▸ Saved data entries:
%%

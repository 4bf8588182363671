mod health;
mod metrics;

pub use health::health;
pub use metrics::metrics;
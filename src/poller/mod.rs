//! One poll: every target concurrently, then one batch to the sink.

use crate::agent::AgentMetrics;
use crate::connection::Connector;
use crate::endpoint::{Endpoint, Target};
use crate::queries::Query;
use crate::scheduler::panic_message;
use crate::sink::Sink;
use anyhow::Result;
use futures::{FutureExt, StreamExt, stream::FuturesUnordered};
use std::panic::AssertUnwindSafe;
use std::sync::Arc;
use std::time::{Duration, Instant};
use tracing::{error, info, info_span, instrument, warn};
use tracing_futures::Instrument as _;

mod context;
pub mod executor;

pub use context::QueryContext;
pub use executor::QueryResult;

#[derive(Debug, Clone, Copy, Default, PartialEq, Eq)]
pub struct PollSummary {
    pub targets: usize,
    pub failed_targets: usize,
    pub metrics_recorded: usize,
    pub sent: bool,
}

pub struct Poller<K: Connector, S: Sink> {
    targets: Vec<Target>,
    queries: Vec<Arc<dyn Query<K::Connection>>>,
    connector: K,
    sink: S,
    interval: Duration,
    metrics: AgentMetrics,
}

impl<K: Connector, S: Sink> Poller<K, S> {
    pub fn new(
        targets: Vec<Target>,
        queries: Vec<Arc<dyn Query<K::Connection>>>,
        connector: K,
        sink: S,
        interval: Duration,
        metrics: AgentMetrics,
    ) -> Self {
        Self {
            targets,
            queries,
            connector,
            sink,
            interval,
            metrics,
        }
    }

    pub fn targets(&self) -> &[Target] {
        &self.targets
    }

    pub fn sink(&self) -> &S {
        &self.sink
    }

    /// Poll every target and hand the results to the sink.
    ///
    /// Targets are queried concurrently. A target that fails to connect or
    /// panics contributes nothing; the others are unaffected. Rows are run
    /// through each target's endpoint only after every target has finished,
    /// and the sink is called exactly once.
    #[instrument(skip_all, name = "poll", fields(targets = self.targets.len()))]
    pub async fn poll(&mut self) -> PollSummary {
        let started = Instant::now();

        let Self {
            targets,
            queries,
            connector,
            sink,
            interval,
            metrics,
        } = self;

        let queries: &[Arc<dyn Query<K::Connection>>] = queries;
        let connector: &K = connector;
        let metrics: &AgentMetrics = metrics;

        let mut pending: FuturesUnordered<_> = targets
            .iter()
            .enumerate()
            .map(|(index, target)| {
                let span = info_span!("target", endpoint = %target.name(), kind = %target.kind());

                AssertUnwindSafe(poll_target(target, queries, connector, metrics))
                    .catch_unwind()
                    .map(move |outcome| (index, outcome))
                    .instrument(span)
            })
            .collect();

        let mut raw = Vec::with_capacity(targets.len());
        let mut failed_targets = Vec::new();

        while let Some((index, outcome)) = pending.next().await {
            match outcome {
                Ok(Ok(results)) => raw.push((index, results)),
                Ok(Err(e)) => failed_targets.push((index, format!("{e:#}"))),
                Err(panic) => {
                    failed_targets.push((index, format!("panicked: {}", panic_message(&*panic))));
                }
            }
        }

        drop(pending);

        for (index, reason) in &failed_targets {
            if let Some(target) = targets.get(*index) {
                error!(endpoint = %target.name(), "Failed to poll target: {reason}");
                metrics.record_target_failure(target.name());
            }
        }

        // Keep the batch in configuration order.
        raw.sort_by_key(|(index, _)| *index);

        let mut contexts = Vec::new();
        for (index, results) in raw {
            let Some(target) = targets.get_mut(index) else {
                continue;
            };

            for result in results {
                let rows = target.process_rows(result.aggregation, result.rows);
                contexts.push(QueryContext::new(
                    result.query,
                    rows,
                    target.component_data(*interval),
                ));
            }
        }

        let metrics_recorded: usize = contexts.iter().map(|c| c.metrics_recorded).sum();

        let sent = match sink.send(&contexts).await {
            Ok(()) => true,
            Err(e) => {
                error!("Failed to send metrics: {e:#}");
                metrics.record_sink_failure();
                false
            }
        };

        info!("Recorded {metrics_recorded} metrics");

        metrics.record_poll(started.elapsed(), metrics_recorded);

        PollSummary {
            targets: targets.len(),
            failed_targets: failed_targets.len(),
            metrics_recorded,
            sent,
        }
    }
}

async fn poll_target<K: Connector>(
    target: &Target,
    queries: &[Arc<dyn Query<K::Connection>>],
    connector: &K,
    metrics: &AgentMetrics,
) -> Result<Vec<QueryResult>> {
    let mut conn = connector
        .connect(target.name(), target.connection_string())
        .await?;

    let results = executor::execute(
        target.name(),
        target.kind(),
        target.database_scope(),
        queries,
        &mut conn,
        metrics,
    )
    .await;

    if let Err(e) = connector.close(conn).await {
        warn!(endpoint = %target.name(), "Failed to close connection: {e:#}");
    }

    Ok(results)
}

%%

▸ EXERCISE AIM: Where does "reason" appear in the records above? Copy each line that holds it.

▸ EXERCISE OUTPUT:
        for (index, reason) in &failed_targets {
                error!(endpoint = %target.name(), "Failed to poll target: {reason}");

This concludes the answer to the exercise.